This is really interesting.  I'd like to reverse-engineer a thought from scripture if I may?  Revelations in the Bible talks about how those that return with Jesus Christ will "rule and reign with Him" for 1000 years in the "new earth".   Is this maybe what happened before?  Is it possible that Noah and his sons, and their wives, were a people of advances abilities as well as technology that devolved over each generation, while those God chose "ruled and reigned" over these new generations as immortals?  Every culture has folklore and legends about immortals and beings of great abilities.  Granted I am working with scripture that was modified via King James, but isn't there a grain of truth in every lie?


----------



## Seeker (May 11, 2022)

dreamtime said:


> - The buildings were home to the ruling elite, which wasn't human, and thus didn't produce any waste. Around 1700 together with a global cataclysm they abruptly disappear from the planet, and leave behind only myths (like Dracula, vampires, or other parasitic rulers in dark castles)





dreamtime said:


> What other possibilities do exist?



Another possibility that exists.... The nobility back then all practiced breatharianism and did not eat or drink, and therefore produced no waste materials. Similar to what you suggested, but not necessarily non-human.

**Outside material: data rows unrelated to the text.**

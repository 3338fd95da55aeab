//! Aggregation data types for cmlstat
//!
//! Pure data structures used for aggregated usage summaries.
//! These types have no dependencies on the client or the exporter.

use serde::{Deserialize, Serialize};

/// One row of a user, project or workload-type summary table
#[derive(Debug, Clone, PartialEq, Serialize, Deserialize)]
pub struct AggregateRow {
    /// Grouping key (user name, project name or workload type)
    pub key: String,
    /// Sum of `cpu_hours`
    pub total_cpu_hours: f64,
    /// Sum of `gpu_hours`
    pub total_gpu_hours: f64,
    /// Sum of `memory_gb_hours`
    pub total_memory_gb_hours: f64,
    /// Number of workloads in the group
    pub workload_count: u64,
    /// Number of workloads that held at least one GPU
    pub gpu_workload_count: u64,
    /// Mean `duration_hours`, 0 for an empty group
    pub avg_duration_hours: f64,
    /// Distinct users in the group (project table only)
    #[serde(skip_serializing_if = "Option::is_none")]
    pub unique_user_count: Option<u64>,
}

/// One row of the status summary table
#[derive(Debug, Clone, PartialEq, Serialize, Deserialize)]
pub struct StatusRow {
    /// Workload status
    pub status: String,
    /// Number of workloads with this status
    pub workload_count: u64,
    /// Sum of `cpu_hours`
    pub total_cpu_hours: f64,
}

/// All summary tables for one workload report
#[derive(Debug, Clone, Default, PartialEq, Serialize, Deserialize)]
pub struct UsageSummary {
    /// Sorted by `total_cpu_hours` descending
    pub by_user: Vec<AggregateRow>,
    /// Sorted by `total_cpu_hours` descending
    pub by_project: Vec<AggregateRow>,
    /// Sorted by `workload_count` descending
    pub by_workload_type: Vec<AggregateRow>,
    /// Sorted by `workload_count` descending
    pub by_status: Vec<StatusRow>,
}

/// min/max/avg/total over one numeric column
///
/// An empty column yields all zeros.
#[derive(Debug, Clone, Copy, Default, PartialEq, Serialize, Deserialize)]
pub struct ResourceStats {
    /// Number of values
    pub count: u64,
    /// Smallest value
    pub min: f64,
    /// Largest value
    pub max: f64,
    /// Mean value
    pub avg: f64,
    /// Sum of values
    pub total: f64,
}

impl ResourceStats {
    /// Compute statistics over `values` in iteration order
    ///
    /// # Examples
    /// ```
    /// use cmlstat_core::aggregation_types::ResourceStats;
    ///
    /// let stats = ResourceStats::from_values([1.0, 3.0, 2.0]);
    /// assert_eq!(stats.count, 3);
    /// assert_eq!(stats.min, 1.0);
    /// assert_eq!(stats.max, 3.0);
    /// assert_eq!(stats.avg, 2.0);
    /// assert_eq!(stats.total, 6.0);
    ///
    /// assert_eq!(ResourceStats::from_values(std::iter::empty()), ResourceStats::default());
    /// ```
    pub fn from_values(values: impl IntoIterator<Item = f64>) -> Self {
        let mut stats = Self::default();
        for value in values {
            if stats.count == 0 {
                stats.min = value;
                stats.max = value;
            } else {
                stats.min = stats.min.min(value);
                stats.max = stats.max.max(value);
            }
            stats.total += value;
            stats.count += 1;
        }
        if stats.count > 0 {
            stats.avg = stats.total / stats.count as f64;
        }
        stats
    }
}

/// Grand totals across all normalized rows
#[derive(Debug, Clone, Default, PartialEq, Serialize, Deserialize)]
pub struct Totals {
    /// Normalized rows
    pub total_records: u64,
    /// Sum of `cpu_hours`
    pub total_cpu_hours: f64,
    /// Sum of `gpu_hours`
    pub total_gpu_hours: f64,
    /// Sum of `memory_gb_hours`
    pub total_memory_gb_hours: f64,
    /// Distinct users
    pub unique_users: u64,
    /// Distinct projects
    pub unique_projects: u64,
}
//! Paginated, retrying fetch of usage data
//!
//! [`UsageFetcher`] drives a [`UsageSource`] through every listUsage page of
//! a report window, retrying each call under the configured
//! [`RetryPolicy`]. A page that still fails after its retries aborts the
//! whole fetch; no partial record set is ever returned.
//!
//! # Example
//!
//! ```no_run
//! use cmlstat_client::{CmlClient, UsageFetcher};
//! use cmlstat_core::{ReportConfig, ReportWindow};
//! use cmlstat_core::timezone::TimezoneConfig;
//!
//! # async fn example() -> cmlstat_core::Result<()> {
//! let config = ReportConfig::load(None)?;
//! let client = CmlClient::new(&config.api)?;
//! let fetcher = UsageFetcher::new(&client, &config);
//! let window = ReportWindow::month(2024, 7, &TimezoneConfig::utc())?;
//! let fetched = fetcher.fetch_usage(&window).await?;
//! println!("{} records in {} pages", fetched.records.len(), fetched.pages);
//! # Ok(())
//! # }
//! ```

use crate::client::{TIMESERIES_PATH, USAGE_PATH};
use crate::retry::with_retry;
use cmlstat_core::config::{ReportConfig, RetryPolicy};
use cmlstat_core::error::{CmlstatError, Result};
use cmlstat_core::source::UsageSource;
use cmlstat_core::types::{RawSeriesValue, RawUsageRecord, ResourceKind};
use cmlstat_core::window::ReportWindow;
use futures::stream::{Stream, StreamExt};
use std::collections::{BTreeMap, HashSet};
use std::pin::Pin;
use tracing::{debug, info};

/// All raw records of one window
#[derive(Debug, Clone, Default)]
pub struct FetchedUsage {
    /// Records in API order, pages concatenated
    pub records: Vec<RawUsageRecord>,
    /// Number of pages fetched
    pub pages: usize,
}

/// Fetches usage data page by page with retry
pub struct UsageFetcher<'a, S: UsageSource + ?Sized> {
    source: &'a S,
    page_size: u32,
    retry: RetryPolicy,
}

impl<'a, S: UsageSource + ?Sized> UsageFetcher<'a, S> {
    /// Create a fetcher using the page size and retry policy from `config`
    pub fn new(source: &'a S, config: &ReportConfig) -> Self {
        Self {
            source,
            page_size: config.api.page_size,
            retry: config.retry,
        }
    }

    /// Stream the listUsage pages of `window` in order
    ///
    /// The stream ends after the first page without a next-page token. A
    /// token the API has already handed out ends it with an error, since
    /// following it would loop forever.
    pub fn pages<'w>(
        &'w self,
        window: &'w ReportWindow,
    ) -> Pin<Box<dyn Stream<Item = Result<Vec<RawUsageRecord>>> + Send + 'w>>
    where
        'a: 'w,
    {
        Box::pin(async_stream::try_stream! {
            let mut token: Option<String> = None;
            let mut seen_tokens: HashSet<String> = HashSet::new();
            let mut page_number = 0usize;

            loop {
                page_number += 1;
                let current = token.clone();
                let page = with_retry(&self.retry, USAGE_PATH, || {
                    let current = current.as_deref();
                    async move {
                        self.source
                            .list_usage(window, self.page_size, current)
                            .await
                    }
                })
                .await?;

                debug!(
                    page = page_number,
                    records = page.records.len(),
                    has_next = page.next_token().is_some(),
                    "Fetched usage page"
                );

                let next = page.next_token().map(str::to_string);
                yield page.records;

                match next {
                    None => break,
                    Some(next) => {
                        if !seen_tokens.insert(next.clone()) {
                            Err(CmlstatError::Fetch {
                                endpoint: USAGE_PATH.to_string(),
                                attempts: 1,
                                message: format!("page token {next:?} was returned twice"),
                            })?;
                        }
                        token = Some(next);
                    }
                }
            }
        })
    }

    /// Fetch every record created inside `window`
    pub async fn fetch_usage(&self, window: &ReportWindow) -> Result<FetchedUsage> {
        let mut fetched = FetchedUsage::default();
        let mut pages = self.pages(window);
        while let Some(page) = pages.next().await {
            let records = page?;
            fetched.pages += 1;
            fetched.records.extend(records);
        }

        info!(
            window = %window.label,
            records = fetched.records.len(),
            pages = fetched.pages,
            "Fetched usage records"
        );
        Ok(fetched)
    }

    /// Fetch the count series for one resource
    pub async fn fetch_time_series(
        &self,
        resource: ResourceKind,
        window: &ReportWindow,
    ) -> Result<Vec<RawSeriesValue>> {
        let values = with_retry(&self.retry, TIMESERIES_PATH, || async move {
            self.source.time_series(resource, window).await
        })
        .await?;

        debug!(%resource, samples = values.len(), "Fetched time series");
        Ok(values)
    }

    /// Fetch the cpu, memory and gpu series, in that order
    ///
    /// Fails as soon as any resource fails.
    pub async fn fetch_all_time_series(
        &self,
        window: &ReportWindow,
    ) -> Result<BTreeMap<ResourceKind, Vec<RawSeriesValue>>> {
        let mut series = BTreeMap::new();
        for resource in ResourceKind::ALL {
            let values = self.fetch_time_series(resource, window).await?;
            series.insert(resource, values);
        }

        info!(
            window = %window.label,
            samples = series.values().map(Vec::len).sum::<usize>(),
            "Fetched time series"
        );
        Ok(series)
    }
}

#[cfg(test)]
mod tests {
    use super::*;
    use async_trait::async_trait;
    use cmlstat_core::timezone::TimezoneConfig;
    use cmlstat_core::types::{NumberOrString, UsagePage};
    use std::collections::HashMap;
    use std::sync::Mutex;
    use std::sync::atomic::{AtomicU32, Ordering};

    /// In-memory source serving pages keyed by token
    #[derive(Default)]
    struct FakeSource {
        pages: HashMap<Option<String>, UsagePage>,
        /// Status to fail with, per token, for the given number of calls
        failures: Mutex<HashMap<Option<String>, (u16, u32)>>,
        calls: AtomicU32,
    }

    impl FakeSource {
        fn page(mut self, token: Option<&str>, ids: &[&str], next: Option<&str>) -> Self {
            let records = ids
                .iter()
                .map(|id| RawUsageRecord {
                    id: Some(id.to_string()),
                    ..Default::default()
                })
                .collect();
            self.pages.insert(
                token.map(str::to_string),
                UsagePage {
                    records,
                    next_page_token: next.map(str::to_string),
                },
            );
            self
        }

        fn fail(self, token: Option<&str>, status: u16, times: u32) -> Self {
            self.failures
                .lock()
                .unwrap()
                .insert(token.map(str::to_string), (status, times));
            self
        }
    }

    #[async_trait]
    impl UsageSource for FakeSource {
        async fn list_usage(
            &self,
            _window: &ReportWindow,
            _page_size: u32,
            page_token: Option<&str>,
        ) -> Result<UsagePage> {
            self.calls.fetch_add(1, Ordering::SeqCst);
            let key = page_token.map(str::to_string);
            if let Some((status, remaining)) = self.failures.lock().unwrap().get_mut(&key) {
                if *remaining > 0 {
                    *remaining -= 1;
                    return Err(CmlstatError::Api {
                        endpoint: USAGE_PATH.into(),
                        status: *status,
                        body: String::new(),
                    });
                }
            }
            Ok(self.pages.get(&key).cloned().unwrap_or_default())
        }

        async fn time_series(
            &self,
            resource: ResourceKind,
            _window: &ReportWindow,
        ) -> Result<Vec<RawSeriesValue>> {
            let count = match resource {
                ResourceKind::Cpu => 8,
                ResourceKind::Memory => 32,
                ResourceKind::Gpu => 1,
            };
            Ok(vec![RawSeriesValue {
                time_stamp: NumberOrString::Text("1719792000000".into()),
                count: NumberOrString::Text(count.to_string()),
            }])
        }
    }

    fn config() -> ReportConfig {
        let mut config = ReportConfig::default();
        config.retry.backoff_ms = 1;
        config.retry.max_backoff_ms = 2;
        config
    }

    fn july() -> ReportWindow {
        ReportWindow::month(2024, 7, &TimezoneConfig::utc()).unwrap()
    }

    fn ids(fetched: &FetchedUsage) -> Vec<&str> {
        fetched
            .records
            .iter()
            .filter_map(|r| r.id.as_deref())
            .collect()
    }

    #[tokio::test]
    async fn test_follows_pages_in_order() {
        let source = FakeSource::default()
            .page(None, &["a", "b"], Some("t2"))
            .page(Some("t2"), &["c", "d"], Some("t3"))
            .page(Some("t3"), &["e"], Some(""));
        let config = config();
        let fetched = UsageFetcher::new(&source, &config)
            .fetch_usage(&july())
            .await
            .unwrap();

        assert_eq!(fetched.pages, 3);
        assert_eq!(ids(&fetched), vec!["a", "b", "c", "d", "e"]);
    }

    #[tokio::test]
    async fn test_empty_window() {
        let source = FakeSource::default().page(None, &[], None);
        let config = config();
        let fetched = UsageFetcher::new(&source, &config)
            .fetch_usage(&july())
            .await
            .unwrap();

        assert_eq!(fetched.pages, 1);
        assert!(fetched.records.is_empty());
    }

    #[tokio::test]
    async fn test_retries_transient_page_failure() {
        let source = FakeSource::default()
            .page(None, &["a"], Some("t2"))
            .page(Some("t2"), &["b"], None)
            .fail(Some("t2"), 503, 2);
        let config = config();
        let fetched = UsageFetcher::new(&source, &config)
            .fetch_usage(&july())
            .await
            .unwrap();

        assert_eq!(ids(&fetched), vec!["a", "b"]);
        assert_eq!(source.calls.load(Ordering::SeqCst), 4);
    }

    #[tokio::test]
    async fn test_auth_failure_is_not_retried() {
        let source = FakeSource::default()
            .page(None, &["a"], None)
            .fail(None, 401, 10);
        let config = config();
        let err = UsageFetcher::new(&source, &config)
            .fetch_usage(&july())
            .await
            .unwrap_err();

        assert!(matches!(err, CmlstatError::Fetch { attempts: 1, .. }));
        assert_eq!(source.calls.load(Ordering::SeqCst), 1);
    }

    #[tokio::test]
    async fn test_later_page_failure_aborts_fetch() {
        let source = FakeSource::default()
            .page(None, &["a"], Some("t2"))
            .page(Some("t2"), &["b"], None)
            .fail(Some("t2"), 500, 100);
        let config = config();
        let err = UsageFetcher::new(&source, &config)
            .fetch_usage(&july())
            .await
            .unwrap_err();

        match err {
            CmlstatError::Fetch { attempts, .. } => {
                assert_eq!(attempts, config.retry.max_retries + 1)
            }
            other => panic!("unexpected error: {other}"),
        }
    }

    #[tokio::test]
    async fn test_repeated_token_is_an_error() {
        let source = FakeSource::default()
            .page(None, &["a"], Some("loop"))
            .page(Some("loop"), &["b"], Some("loop"));
        let config = config();
        let err = UsageFetcher::new(&source, &config)
            .fetch_usage(&july())
            .await
            .unwrap_err();

        assert!(err.to_string().contains("returned twice"));
    }

    #[tokio::test]
    async fn test_fetch_all_time_series() {
        let source = FakeSource::default();
        let config = config();
        let series = UsageFetcher::new(&source, &config)
            .fetch_all_time_series(&july())
            .await
            .unwrap();

        let kinds: Vec<_> = series.keys().copied().collect();
        assert_eq!(kinds, ResourceKind::ALL.to_vec());
        assert_eq!(series[&ResourceKind::Memory][0].count.as_u64(), Some(32));
    }

    #[tokio::test]
    async fn test_paginates_over_http() {
        use crate::client::CmlClient;
        use cmlstat_core::config::ApiConfig;
        use serde_json::json;
        use wiremock::matchers::{method, path, query_param, query_param_is_missing};
        use wiremock::{Mock, MockServer, ResponseTemplate};

        let server = MockServer::start().await;
        Mock::given(method("GET"))
            .and(path("/api/v2/usage"))
            .and(query_param_is_missing("page_token"))
            .respond_with(ResponseTemplate::new(200).set_body_json(json!({
                "usage_response": [{"id": "a"}, {"id": "b"}],
                "next_page_token": "t2"
            })))
            .expect(1)
            .mount(&server)
            .await;
        Mock::given(method("GET"))
            .and(path("/api/v2/usage"))
            .and(query_param("page_token", "t2"))
            .respond_with(ResponseTemplate::new(503))
            .up_to_n_times(1)
            .mount(&server)
            .await;
        Mock::given(method("GET"))
            .and(path("/api/v2/usage"))
            .and(query_param("page_token", "t2"))
            .respond_with(ResponseTemplate::new(200).set_body_json(json!({
                "usage_response": [{"id": "c"}],
                "next_page_token": ""
            })))
            .mount(&server)
            .await;

        let mut config = config();
        config.api = ApiConfig {
            base_url: server.uri(),
            page_size: 2,
            ..Default::default()
        };
        let client = CmlClient::new(&config.api).unwrap();
        let fetched = UsageFetcher::new(&client, &config)
            .fetch_usage(&july())
            .await
            .unwrap();

        assert_eq!(ids(&fetched), vec!["a", "b", "c"]);
        assert_eq!(fetched.pages, 2);
    }
}
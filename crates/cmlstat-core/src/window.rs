//! Report windows
//!
//! A [`ReportWindow`] is the half-open UTC interval `[start, end)` a report
//! covers, together with the labels used in logs, metadata and file names.
//! Windows are built from calendar arguments interpreted in a
//! [`TimezoneConfig`].
//!
//! # Examples
//!
//! ```
//! use cmlstat_core::timezone::TimezoneConfig;
//! use cmlstat_core::window::ReportWindow;
//!
//! let window = ReportWindow::month(2024, 7, &TimezoneConfig::utc()).unwrap();
//! assert_eq!(window.label, "2024-07");
//! assert_eq!(window.file_label, "2024_07");
//! assert_eq!(window.api_min(), "2024-07-01 00:00:00");
//! assert_eq!(window.api_max(), "2024-07-31 23:59:59");
//! ```

use crate::error::{CmlstatError, Result};
use crate::timezone::TimezoneConfig;
use chrono::{DateTime, Datelike, Duration, NaiveDate, NaiveDateTime, Utc};
use serde::{Deserialize, Serialize};

/// Format the usage API expects in its `created_time` search filter
pub const API_TIME_FORMAT: &str = "%Y-%m-%d %H:%M:%S";

/// The `[start, end)` interval a report covers
#[derive(Debug, Clone, PartialEq, Eq, Serialize, Deserialize)]
pub struct ReportWindow {
    /// Inclusive start
    pub start: DateTime<Utc>,
    /// Exclusive end
    pub end: DateTime<Utc>,
    /// Human-readable period, e.g. `2024-07` or `2024-07 (days 1-15)`
    pub label: String,
    /// Filename-safe period, e.g. `2024_07` or `2024_07_01_2024_07_15`
    pub file_label: String,
}

impl ReportWindow {
    /// A full calendar month
    pub fn month(year: i32, month: u32, tz: &TimezoneConfig) -> Result<Self> {
        let first = first_of_month(year, month)?;
        let next = first_of_next_month(first)?;
        Ok(Self {
            start: tz.to_utc(midnight(first)),
            end: tz.to_utc(midnight(next)),
            label: format!("{year}-{month:02}"),
            file_label: format!("{year}_{month:02}"),
        })
    }

    /// Days 1 through `end_day` (inclusive) of a month
    pub fn month_through_day(
        year: i32,
        month: u32,
        end_day: u32,
        tz: &TimezoneConfig,
    ) -> Result<Self> {
        let first = first_of_month(year, month)?;
        let last_day = days_in_month(first)?;
        if end_day == 0 || end_day > last_day {
            return Err(CmlstatError::InvalidDate(format!(
                "Day must be between 1-{last_day} for {year}-{month:02}, got {end_day}"
            )));
        }
        if end_day == last_day {
            return Self::month(year, month, tz);
        }

        let last = first.with_day(end_day).ok_or_else(|| {
            CmlstatError::InvalidDate(format!("Invalid date: {year}-{month:02}-{end_day:02}"))
        })?;
        let end = last + Duration::days(1);
        Ok(Self {
            start: tz.to_utc(midnight(first)),
            end: tz.to_utc(midnight(end)),
            label: format!("{year}-{month:02} (days 1-{end_day})"),
            file_label: format!("{}_{}", first.format("%Y_%m_%d"), last.format("%Y_%m_%d")),
        })
    }

    /// The calendar month before the one containing `today`
    pub fn previous_month(today: NaiveDate, tz: &TimezoneConfig) -> Result<Self> {
        let (year, month) = if today.month() == 1 {
            (today.year() - 1, 12)
        } else {
            (today.year(), today.month() - 1)
        };
        Self::month(year, month, tz)
    }

    /// From the first of the current month up to `now_local`
    pub fn month_to_date(now_local: NaiveDateTime, tz: &TimezoneConfig) -> Result<Self> {
        let today = now_local.date();
        let first = first_of_month(today.year(), today.month())?;
        let start = tz.to_utc(midnight(first));
        let end = tz.to_utc(now_local);
        // the API filter needs at least one whole second
        if end - start < Duration::seconds(1) {
            return Err(CmlstatError::InvalidArgument(format!(
                "Month to date is empty at {now_local}; the month has just started"
            )));
        }
        Ok(Self {
            start,
            end,
            label: format!("{} (to date)", first.format("%Y-%m")),
            file_label: format!("{}_{}", first.format("%Y_%m_%d"), today.format("%Y_%m_%d")),
        })
    }

    /// Build a window from CLI arguments
    ///
    /// - nothing → previous calendar month
    /// - `to_date` → current month up to now
    /// - `year month` → that month
    /// - `year month day` → days 1..=day of that month
    pub fn from_args(
        year: Option<i32>,
        month: Option<u32>,
        day: Option<u32>,
        to_date: bool,
        tz: &TimezoneConfig,
    ) -> Result<Self> {
        Self::from_args_at(year, month, day, to_date, tz, tz.now_local())
    }

    /// [`ReportWindow::from_args`] with an explicit "now", for tests
    pub fn from_args_at(
        year: Option<i32>,
        month: Option<u32>,
        day: Option<u32>,
        to_date: bool,
        tz: &TimezoneConfig,
        now_local: NaiveDateTime,
    ) -> Result<Self> {
        match (year, month, day) {
            (None, None, None) if to_date => Self::month_to_date(now_local, tz),
            (None, None, None) => Self::previous_month(now_local.date(), tz),
            (Some(_), _, _) if to_date => Err(CmlstatError::InvalidArgument(
                "--to-date cannot be combined with an explicit date".to_string(),
            )),
            (Some(year), Some(month), None) => Self::month(year, month, tz),
            (Some(year), Some(month), Some(day)) => {
                Self::month_through_day(year, month, day, tz)
            }
            _ => Err(CmlstatError::InvalidArgument(
                "Expected no date arguments, YEAR MONTH, or YEAR MONTH DAY".to_string(),
            )),
        }
    }

    /// Inclusive lower bound for the API's `created_time` filter
    pub fn api_min(&self) -> String {
        self.start.format(API_TIME_FORMAT).to_string()
    }

    /// Inclusive upper bound for the API's `created_time` filter
    ///
    /// The filter is inclusive at second precision, so the exclusive end is
    /// pulled back by one second.
    pub fn api_max(&self) -> String {
        (self.end - Duration::seconds(1))
            .format(API_TIME_FORMAT)
            .to_string()
    }
}

fn midnight(date: NaiveDate) -> NaiveDateTime {
    date.and_time(chrono::NaiveTime::MIN)
}

fn first_of_month(year: i32, month: u32) -> Result<NaiveDate> {
    if !(1..=12).contains(&month) {
        return Err(CmlstatError::InvalidDate(format!(
            "Month must be between 1-12, got {month}"
        )));
    }
    NaiveDate::from_ymd_opt(year, month, 1)
        .ok_or_else(|| CmlstatError::InvalidDate(format!("Invalid date: {year}-{month:02}")))
}

fn first_of_next_month(first: NaiveDate) -> Result<NaiveDate> {
    let (year, month) = if first.month() == 12 {
        (first.year() + 1, 1)
    } else {
        (first.year(), first.month() + 1)
    };
    first_of_month(year, month)
}

fn days_in_month(first: NaiveDate) -> Result<u32> {
    let next = first_of_next_month(first)?;
    Ok((next - first).num_days() as u32)
}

I'm sure I read a crazy theory somewhere that food is the primary cause of all ageing. I know it's a strange idea, but what if there really is something to this idea?
Maybe the occupants of those buildings were TPTB, and maybe they are still here today.

Perhaps someone realized their secret at some point, resulting in a hasty 'reset' - some wars and falsification of history - and then set about normalizing the consumption of food by peasants, and doing their best to disappear from public view.

Fasting is a big deal in religious terms. Strange name for it, too. Whereas eating is a very physical, material activity.


----------



## Quiahuitl (May 11, 2022)

Seeker said:


> I'm sure I read a crazy theory somewhere that food is the primary cause of all ageing.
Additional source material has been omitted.